The Federal Reserve would begin the withdrawal of monetary stimulus in November


el presidente de la Reserva Federal Jerome Powell.
Federal Reserve Chairman Jerome Powell.

Photo: Win McNamee / Getty Images

EFE

By: EFE

WASHINGTON – The beginning of the withdrawal of the monetary stimulus in the United States could begin at the next meeting of the Federal Reserve (Fed), scheduled for November 2 and 3, through a reduction in the volume of monthly bond purchases.

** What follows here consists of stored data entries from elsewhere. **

/// Decodes a custom id and checks that it belongs to the user.
fn decode(custom_id: &str, ctx: &InteractionContext) -> Result<Action> {
    let (action, owner) = Action::decode(&CustomId::parse(custom_id))
        .ok_or_else(|| Error::UnknownAction(custom_id.to_owned()))?;
    if let Some(owner) = owner {
        if owner.as_str() != ctx.user_id {
            warn!(
                "User {} used control '{custom_id}' of {owner}",
                ctx.user_id
            );
            return Err(Error::NotYourControl);
        }
    }
    Ok(action)
}

/// The first form field that names an editable field.
fn field_value(fields: &std::collections::BTreeMap<String, String>) -> Result<(EditField, &str)> {
    fields
        .iter()
        .find_map(|(key, value)| Some((key.parse::<EditField>().ok()?, value.as_str())))
        .ok_or(Error::MissingField)
}

fn command(backend: &Backend, c: CommandInteraction) -> Result<InteractionResponse> {
    let user = user_of(&c.context);
    match c.name.as_str() {
        REQUEST_NEW => {
            let name = c.options.get(NAME_OPTION).map(String::as_str);
            Ok(InteractionResponse::Modal(views::new_details_modal(
                name.unwrap_or_default(),
            )))
        }
        REQUEST_EDIT => {
            let (location, selection) =
                flows::resolve_target(&backend.db, option(&c, TARGET_OPTION)?)?;
            match selection {
                None if location.is_multi_point() => {
                    let action = Action::EditPoint {
                        location: location.id.clone(),
                    };
                    message(views::point_menu(&action, &user, &location, ("All points", "*")))
                }
                selection => {
                    let target = LocationRef {
                        id: location.id.clone(),
                        selection: selection.unwrap_or(PointSelection::Entity),
                    };
                    message(edit_menu(backend, &user, &target, &location.name))
                }
            }
        }
        REQUEST_REMOVE => {
            let (location, selection) =
                flows::resolve_target(&backend.db, option(&c, TARGET_OPTION)?)?;
            match selection {
                Some(PointSelection::AllPoints) => Err(ParameterError::WildcardRemoval.into()),
                None if location.is_multi_point() => {
                    let action = Action::RemovePoint {
                        location: location.id.clone(),
                    };
                    message(views::point_menu(
                        &action,
                        &user,
                        &location,
                        ("Whole location", views::ENTITY_CHOICE),
                    ))
                }
                selection => {
                    let action = Action::RemoveReason(LocationRef {
                        id: location.id,
                        selection: selection.unwrap_or(PointSelection::Entity),
                    });
                    Ok(InteractionResponse::Modal(views::reason_modal(
                        &action,
                        Some(&user),
                        "Why should it be removed?",
                    )))
                }
            }
        }
        ADMIN_UNDO => {
            let admin = actor_of(backend, &c.context);
            let request = flows::undo_request(
                &backend.db,
                &*backend.gateways.notify,
                &admin,
                option(&c, ID_OPTION)?,
            )?;
            message(views::reverted(&request))
        }
        _ => Err(Error::UnknownCommand(c.name.clone())),
    }
}

fn edit_menu(backend: &Backend, user: &UserId, target: &LocationRef, name: &str) -> Message {
    let session = backend.sessions.get(
        user,
        &EditTarget::location(target.id.clone(), target.selection),
    );
    views::edit_menu(user, target, name, &session)
}

fn submit_new(
    backend: &Backend,
    user: UserId,
    proposal: LocationSnapshot,
) -> Result<InteractionResponse> {
    let request = flows::submit_new_location(
        &backend.db,
        &*backend.gateways.channel,
        backend.classifier(),
        &backend.cfg.category_settings,
        user,
        proposal,
        None,
    )?;
    message(views::submitted(&request))
}

fn submit_parked(
    backend: &Backend,
    user: &UserId,
    draft: &Id,
    merge_into: Option<&Id>,
) -> Result<InteractionResponse> {
    let request = flows::submit_parked_location(
        &backend.db,
        &*backend.gateways.channel,
        backend.classifier(),
        &backend.cfg.category_settings,
        &*backend.sessions,
        user,
        draft,
        merge_into,
    )?;
    message(views::submitted(&request))
}

fn component(backend: &Backend, c: ComponentInteraction) -> Result<InteractionResponse> {
    let action = decode(&c.custom_id, &c.context)?;
    let user = user_of(&c.context);
    let choice = || c.values.first().map(String::as_str).ok_or(Error::MissingChoice);
    let message_id = || {
        c.message_id
            .as_deref()
            .map(MessageId::from)
            .ok_or(Error::MissingMessage)
    };
    let sessions = &*backend.sessions;
    match action {
        Action::NewMerge { draft, existing } => {
            submit_parked(backend, &user, &draft, Some(&existing))
        }
        Action::NewDistinct { draft } => submit_parked(backend, &user, &draft, None),
        Action::EditPoint { location } => {
            let selection = parse_index(choice()?).ok_or(Error::MissingChoice)?;
            let location = flows::get_location(&backend.db, &location)?;
            let target = LocationRef {
                id: location.id.clone(),
                selection,
            };
            message(edit_menu(backend, &user, &target, &location.name))
        }
        Action::EditField(target) => {
            let field = choice()?
                .parse::<EditField>()
                .map_err(|_| Error::MissingChoice)?;
            let value = flows::location_field_value(
                &backend.db,
                sessions,
                &user,
                &EditTarget::location(target.id.clone(), target.selection),
                field,
            )?;
            Ok(InteractionResponse::Modal(views::value_modal(
                &Action::EditValue(target),
                &user,
                field,
                value,
            )))
        }
        Action::EditSubmit(target) => {
            let session = sessions.get(
                &user,
                &EditTarget::location(target.id.clone(), target.selection),
            );
            if session.is_empty() {
                return Err(ParameterError::NoChanges.into());
            }
            Ok(InteractionResponse::Modal(views::reason_modal(
                &Action::EditReason(target),
                Some(&user),
                "Why should it be changed?",
            )))
        }
        Action::EditCancel(target) => {
            flows::discard_location_edit(sessions, &user, &target.id, target.selection);
            message(views::discarded())
        }
        Action::RemovePoint { location } => {
            let selection = match choice()? {
                views::ENTITY_CHOICE => PointSelection::Entity,
                value => parse_index(value)
                    .filter(|s| *s != PointSelection::AllPoints)
                    .ok_or(Error::MissingChoice)?,
            };
            let action = Action::RemoveReason(LocationRef {
                id: location,
                selection,
            });
            Ok(InteractionResponse::Modal(views::reason_modal(
                &action,
                Some(&user),
                "Why should it be removed?",
            )))
        }
        Action::Approve => {
            let moderator = actor_of(backend, &c.context);
            let approved = flows::approve_request(
                &backend.db,
                &*backend.gateways.notify,
                &moderator,
                &message_id()?,
            )?;
            message(views::approved(&moderator.id, &approved))
        }
        Action::Deny => {
            let moderator = actor_of(backend, &c.context);
            usecases::authorize_moderator(&moderator)?;
            let action = Action::DenyReason {
                message: message_id()?,
            };
            Ok(InteractionResponse::Modal(views::reason_modal(
                &action,
                None,
                "Why is it dismissed?",
            )))
        }
        Action::Amend => {
            let moderator = actor_of(backend, &c.context);
            let message_id = message_id()?;
            let session =
                flows::start_amendment(&backend.db, sessions, &moderator, &message_id)?;
            message(views::amendment_menu(&moderator.id, &message_id, &session))
        }
        Action::AmendField { message } => {
            let moderator = actor_of(backend, &c.context);
            usecases::authorize_moderator(&moderator)?;
            let field = choice()?
                .parse::<EditField>()
                .map_err(|_| Error::MissingChoice)?;
            let value = flows::location_field_value(
                &backend.db,
                sessions,
                &moderator.id,
                &EditTarget::Request(message.clone()),
                field,
            )?;
            Ok(InteractionResponse::Modal(views::value_modal(
                &Action::AmendValue { message },
                &moderator.id,
                field,
                value,
            )))
        }
        Action::AmendSave { message } => {
            let moderator = actor_of(backend, &c.context);
            let request = flows::save_amendment(&backend.db, sessions, &moderator, &message)?;
            self::message(views::amended(&request))
        }
        Action::AmendCancel { message } => {
            let moderator = actor_of(backend, &c.context);
            flows::discard_amendment(sessions, &moderator, &message);
            self::message(views::discarded())
        }
        Action::NewDetails
        | Action::EditValue(_)
        | Action::EditReason(_)
        | Action::RemoveReason(_)
        | Action::DenyReason { .. }
        | Action::AmendValue { .. } => Err(Error::UnknownAction(c.custom_id)),
    }
}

This was indicated by the country’s central bank this Wednesday at the end of its two-day monetary policy meeting, in which it kept benchmark interest rates unchanged between 0% and the 0. 25%.

conditions ”for the start of the decline in the multi-million dollar monthly bond purchase program of $ 120, 000 million dollars in “the next meeting”, said the president of the Fed, Heh Rome Powell , at a press conference.

Emphasized, no However, that the reduction would occur “gradually”.

“We estimate that, if this continues, the asset purchase would end in the middle of next year,” Powell reported.

In this way, Powell was more precise than the central bank’s monetary policy statement stating that “if (economic) progress continues generally as expected, the committee judges that a moderation in the pace of bond purchases could soon be justified. ”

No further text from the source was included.